Whenever the word "viewer" appears in a line of the listing, copy that line.

BEGIN DATASET EXTRACT

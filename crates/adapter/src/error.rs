use thiserror::Error;

use crate::protocol::{ErrorCode, ErrorMessage};

/// Everything that can end a session.
///
/// No variant is retried: the turn loop logs the error and stops.
#[derive(Error, Debug)]
pub enum ClientError {
    #[error("i/o error: {0}")]
    Io(#[from] std::io::Error),

    #[error("malformed message: {0}")]
    Json(#[from] serde_json::Error),

    #[error("connection closed by server")]
    Closed,

    #[error("no reply to request {seq} within {timeout_ms}ms")]
    Timeout { seq: u64, timeout_ms: u64 },

    #[error("server rejected request {seq}: {code}: {message}")]
    Rejected {
        seq: u64,
        code: ErrorCode,
        message: String,
    },

    #[error("strategy failed: {0:#}")]
    Strategy(anyhow::Error),

    #[error("invalid configuration: {0}")]
    Config(String),

    #[error("unexpected {0} message")]
    UnexpectedMessage(String),

    #[error("no strategy bound before the first move")]
    Uninitialized,
}

impl From<ErrorMessage> for ClientError {
    fn from(value: ErrorMessage) -> Self {
        ClientError::Rejected {
            seq: value.seq,
            code: value.code,
            message: value.message,
        }
    }
}
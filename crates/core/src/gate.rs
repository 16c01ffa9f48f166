//! Turn gating - decides what the client does with each snapshot
//!
//! [`TurnGate`] owns the per-session turn bookkeeping. Feeding it snapshots
//! in arrival order through [`TurnGate::step`] yields one [`Step`] per
//! snapshot. The turn-number update and the eligibility check happen in the
//! same call, so callers cannot observe them out of order.

use crate::types::{GameView, FIRST_TURN};

/// What to do with one snapshot.
#[derive(Debug, Clone, Copy, PartialEq, Eq)]
pub enum Step {
    /// First snapshot of the session: bind a strategy and declare readiness.
    Initialize,
    /// Ask the strategy for a destination and send a move.
    Move,
    /// The game is over; stop consuming the stream.
    Finish,
    /// Nothing to do for this snapshot.
    Idle,
}

/// Per-session turn state.
///
/// Invariant: `has_acted` is true only while `current_turn` equals the turn
/// number of the last processed snapshot and an action was sent for it.
#[derive(Debug, Clone, PartialEq, Eq)]
pub struct TurnGate {
    current_turn: u32,
    has_acted: bool,
    initialized: bool,
}

impl TurnGate {
    pub fn new() -> Self {
        Self {
            current_turn: FIRST_TURN,
            has_acted: false,
            initialized: false,
        }
    }

    /// Process one snapshot and decide the step for it.
    ///
    /// ```
    /// use hide_and_seek_core::{Step, TurnGate};
    /// use hide_and_seek_core::types::{Agent, AgentType, GameStatus, GameView, Turn, TurnType};
    ///
    /// let police = Agent::new(1, AgentType::Police);
    /// let view = |n, t| GameView::new(GameStatus::Ongoing, Turn::new(n, t), police.clone());
    ///
    /// let mut gate = TurnGate::new();
    /// assert_eq!(gate.step(&view(1, TurnType::ThiefTurn)), Step::Initialize);
    /// assert_eq!(gate.step(&view(1, TurnType::ThiefTurn)), Step::Idle);
    /// assert_eq!(gate.step(&view(2, TurnType::PoliceTurn)), Step::Move);
    /// gate.mark_acted();
    /// assert_eq!(gate.step(&view(2, TurnType::PoliceTurn)), Step::Idle);
    /// ```
    pub fn step(&mut self, view: &GameView) -> Step {
        self.observe(view.turn_number());

        if !self.initialized {
            self.initialized = true;
            return Step::Initialize;
        }

        if view.is_ongoing() && self.can_move(view) {
            Step::Move
        } else if view.is_finished() {
            Step::Finish
        } else {
            Step::Idle
        }
    }

    /// Whether the viewer may act on `view` given the current turn state.
    ///
    /// The viewer must be on the side whose turn it is, and may act at most
    /// once per turn number. A turn number not yet observed is always open.
    pub fn can_move(&self, view: &GameView) -> bool {
        let own_turn = view.role().acts_during(view.turn_type());
        let turn_open = view.turn_number() != self.current_turn || !self.has_acted;
        own_turn && turn_open
    }

    /// Record that an action was sent for the current turn.
    pub fn mark_acted(&mut self) {
        self.has_acted = true;
    }

    pub fn current_turn(&self) -> u32 {
        self.current_turn
    }

    pub fn has_acted(&self) -> bool {
        self.has_acted
    }

    pub fn is_initialized(&self) -> bool {
        self.initialized
    }

    fn observe(&mut self, turn_number: u32) {
        if turn_number != self.current_turn {
            log::debug!("turn {} -> {}", self.current_turn, turn_number);
            self.current_turn = turn_number;
            self.has_acted = false;
        }
    }
}

impl Default for TurnGate {
    fn default() -> Self {
        Self::new()
    }
}
//! favtree CLI tool
//!
//! Inspect favorites trees outside the host.
//!
//! ## Commands
//!
//! - `parse <text>`: Parse quick-filter notation and print the group tree
//! - `tree <snapshot> <favorite>`: Print a favorite's tree from a graph snapshot
//! - `gc <snapshot> <state>`: Remove expansion state no favorite uses anymore

use clap::{Parser, Subcommand};
use favtree_core::{
    config::{Settings, SettingsProvider, TomlSettingsProvider},
    favorites::{slot_id, FavoritesForest},
    filters::{self, FilterGroup},
    properties::NodeIcon,
    query::{ChildResolver, ResolveOptions},
    snapshot::GraphSnapshot,
    storage::{DirStorage, ExpansionStateStore, MemoryStorage, Persistence},
    FavTreeError,
};
use std::{path::PathBuf, sync::Arc};

#[derive(Parser)]
#[command(name = "favtree")]
#[command(author, version, about = "Inspect hierarchical favorites trees", long_about = None)]
struct Cli {
    /// Settings file (TOML); defaults apply when absent
    #[arg(short, long, global = true)]
    config: Option<PathBuf>,

    /// Sorting locale used when the settings leave it empty
    #[arg(long, global = true)]
    language: Option<String>,

    #[command(subcommand)]
    command: Commands,
}

#[derive(Subcommand)]
enum Commands {
    /// Parse quick-filter text and print the resulting groups
    Parse {
        text: String,
    },

    /// Print the tree of a favorite
    Tree {
        /// Graph snapshot (JSON, or TOML with a .toml extension)
        snapshot: PathBuf,

        /// Favorite page name
        favorite: String,

        /// Directory holding persisted expansion state
        #[arg(short, long)]
        state: Option<PathBuf>,

        /// Graph identity the state is scoped to
        #[arg(short, long, default_value = "default")]
        graph: String,

        /// Expand every node, like a cascading toggle on the favorite
        #[arg(short, long)]
        expand_all: bool,
    },

    /// Garbage-collect expansion state
    Gc {
        /// Graph snapshot (JSON, or TOML with a .toml extension)
        snapshot: PathBuf,

        /// Directory holding persisted expansion state
        state: PathBuf,

        /// Favorites still in use
        #[arg(short, long, value_delimiter = ',')]
        favorites: Vec<String>,

        /// Graph identity the state is scoped to
        #[arg(short, long, default_value = "default")]
        graph: String,
    },
}

fn print_groups(groups: &[FilterGroup], depth: usize) {
    for group in groups {
        match group.fixed_order {
            Some(order) => println!("{}{} ({})", "  ".repeat(depth), group.name(), order),
            None => println!("{}{}", "  ".repeat(depth), group.name()),
        }
        print_groups(&group.subgroups, depth + 1);
    }
}

async fn print_tree<P: Persistence + 'static>(
    graph: GraphSnapshot,
    storage: P,
    graph_id: String,
    favorite: &str,
    settings: Settings,
    language: Option<&str>,
    expand_all: bool,
) -> Result<(), FavTreeError> {
    let resolver = ChildResolver::new(graph, ResolveOptions::from_settings(&settings, language));
    let store = ExpansionStateStore::new(storage, graph_id);
    let forest = FavoritesForest::new(Arc::new(resolver), Arc::new(store), settings);
    let trees = forest.process(&[favorite.to_string()], None).await;
    let tree = trees
        .first()
        .ok_or_else(|| FavTreeError::NotFound(favorite.to_string()))?;
    if expand_all {
        if tree.is_root_expanded() {
            tree.toggle_root(false);
        }
        tree.toggle_root(true);
        tree.ensure_children_loaded(&Default::default()).await;
    }

    let marker = if tree.is_root_expanded() { "▾" } else { "▸" };
    println!("{marker} {favorite}  [{}]", slot_id(favorite));
    for row in tree.snapshot() {
        let arrow = match (row.has_children, row.expanded) {
            (false, _) => " ",
            (true, true) => "▾",
            (true, false) => "▸",
        };
        let icon = match row.node.icon(forest.settings()) {
            NodeIcon::Filter(icon) | NodeIcon::Custom(icon) => format!("{icon} "),
            NodeIcon::Page => String::new(),
        };
        println!(
            "{}{arrow} {icon}{}",
            "  ".repeat(row.depth + 1),
            row.node.visible_label()
        );
    }
    forest.flush().await;
    Ok(())
}

fn main() -> Result<(), Box<dyn std::error::Error>> {
    tracing_subscriber::fmt()
        .with_env_filter(
            tracing_subscriber::EnvFilter::try_from_default_env()
                .unwrap_or_else(|_| tracing_subscriber::EnvFilter::new("info")),
        )
        .init();

    let cli = Cli::parse();
    let settings = match &cli.config {
        Some(path) => TomlSettingsProvider::new(path.clone()).get_settings()?,
        None => Settings::default(),
    };
    let language = cli.language.as_deref();

    let runtime = tokio::runtime::Builder::new_current_thread()
        .enable_all()
        .build()?;

    match cli.command {
        Commands::Parse { text } => {
            let groups = filters::parse(&text);
            if groups.is_empty() {
                println!("No quick filters found");
            } else {
                print_groups(&groups, 0);
                println!("\nNormalized: {}", filters::serialize(&groups));
            }
        }

        Commands::Tree {
            snapshot,
            favorite,
            state,
            graph,
            expand_all,
        } => {
            let snapshot = GraphSnapshot::load(&snapshot)?;
            runtime.block_on(async {
                match state {
                    Some(dir) => {
                        print_tree(
                            snapshot,
                            DirStorage::new(dir)?,
                            graph,
                            &favorite,
                            settings,
                            language,
                            expand_all,
                        )
                        .await
                    }
                    None => {
                        print_tree(
                            snapshot,
                            MemoryStorage::default(),
                            graph,
                            &favorite,
                            settings,
                            language,
                            expand_all,
                        )
                        .await
                    }
                }
            })?;
        }

        Commands::Gc {
            snapshot,
            state,
            favorites,
            graph,
        } => {
            let snapshot = GraphSnapshot::load(&snapshot)?;
            let removed = runtime.block_on(async {
                let resolver =
                    ChildResolver::new(snapshot, ResolveOptions::from_settings(&settings, language));
                let store = ExpansionStateStore::new(DirStorage::new(state)?, graph);
                let forest = FavoritesForest::new(Arc::new(resolver), Arc::new(store), settings);
                forest.startup(&favorites).await
            })?;
            println!("Removed {} key(s)", removed.len());
            for key in removed {
                println!("  {key}");
            }
        }
    }

    Ok(())
}
impl TreeState {
    fn next_generation(&mut self) -> u64 {
        self.next_generation += 1;
        self.next_generation
    }

    fn remove_descendants(&mut self, path: &NodePath) {
        let doomed: Vec<NodePath> = self
            .branches
            .range(path.clone()..)
            .take_while(|(p, _)| p.starts_with(path))
            .filter(|(p, _)| *p != path)
            .map(|(p, _)| p.clone())
            .collect();
        for p in doomed {
            self.branches.remove(&p);
        }
    }

    fn child_paths(&self, path: &NodePath) -> Vec<NodePath> {
        let Some(branch) = self.branches.get(path) else {
            return Vec::new();
        };
        branch
            .items
            .iter()
            .map(|item| path.child(item.local_key()))
            .filter(|p| self.branches.contains_key(p))
            .collect()
    }

    /// Hand `value` down from the branch at `path` to every loaded branch below it. `Some`
    /// sets each descendant's flag and rewrites the affected maps, `None` clears the
    /// annotations only.
    fn apply_cascade(&mut self, path: &NodePath, value: Option<bool>, fx: &mut Effects) {
        let Some(branch) = self.branches.get_mut(path) else {
            return;
        };
        branch.cascade = value;
        if branch.load != Load::Ready {
            return;
        }
        if let Some(v) = value {
            let next = branch
                .expansion
                .with_all(branch.items.iter().map(Node::local_key), v);
            branch.expansion = Arc::new(next);
            fx.maps.push((branch.scope.clone(), branch.expansion.clone()));
        }
        for child_path in self.child_paths(path) {
            if let (Some(v), Some(child)) = (value, self.branches.get_mut(&child_path)) {
                if child.expanded != v {
                    fx.events.push(TreeEvent::NodeToggled(child_path.clone(), v));
                }
                child.set_expanded(v);
            }
            self.apply_cascade(&child_path, value, fx);
        }
    }

    fn collect_rows(&self, path: &NodePath, rows: &mut Vec<TreeRow>) {
        let Some(branch) = self.branches.get(path) else {
            return;
        };
        if !branch.expanded {
            return;
        }
        for item in branch.items.iter() {
            let child_path = path.child(item.local_key());
            let child = self.branches.get(&child_path);
            rows.push(TreeRow {
                depth: path.depth(),
                node: item.clone(),
                has_children: child.is_some(),
                expanded: child.is_some_and(|c| c.expanded),
                path: child_path.clone(),
            });
            if child.is_some() {
                self.collect_rows(&child_path, rows);
            }
        }
    }
}

enum WriteOp {
    RootFlag(ExpansionKey, bool),
    Map(ExpansionKey, Arc<ExpansionMap>),
    Flush(oneshot::Sender<()>),
}

async fn run_writer<P: Persistence>(
    store: Arc<ExpansionStateStore<P>>,
    mut queue: mpsc::UnboundedReceiver<WriteOp>,
) {
    while let Some(op) = queue.recv().await {
        let result = match op {
            WriteOp::RootFlag(key, value) => store.write_root_flag(&key, value).await,
            WriteOp::Map(key, map) => store.write_map(&key, &map).await,
            WriteOp::Flush(done) => {
                let _ = done.send(());
                Ok(())
            }
        };
        if let Err(err) = result {
            tracing::warn!("Dropping expansion state write: {}", err);
        }
    }
}

pub struct TreeSynchronizer<Q, P> {
    resolver: Arc<ChildResolver<Q>>,
    store: Arc<ExpansionStateStore<P>>,
    scope: String,
    read_keys: Mutex<Option<ReadKeySet>>,
    state: Mutex<TreeState>,
    events: broadcast::Sender<TreeEvent>,
    writes: mpsc::UnboundedSender<WriteOp>,
}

END DATASET EXTRACT

§ RESPONSE
    /// Whether the viewer may act on `view` given the current turn state.
    /// The viewer must be on the side whose turn it is, and may act at most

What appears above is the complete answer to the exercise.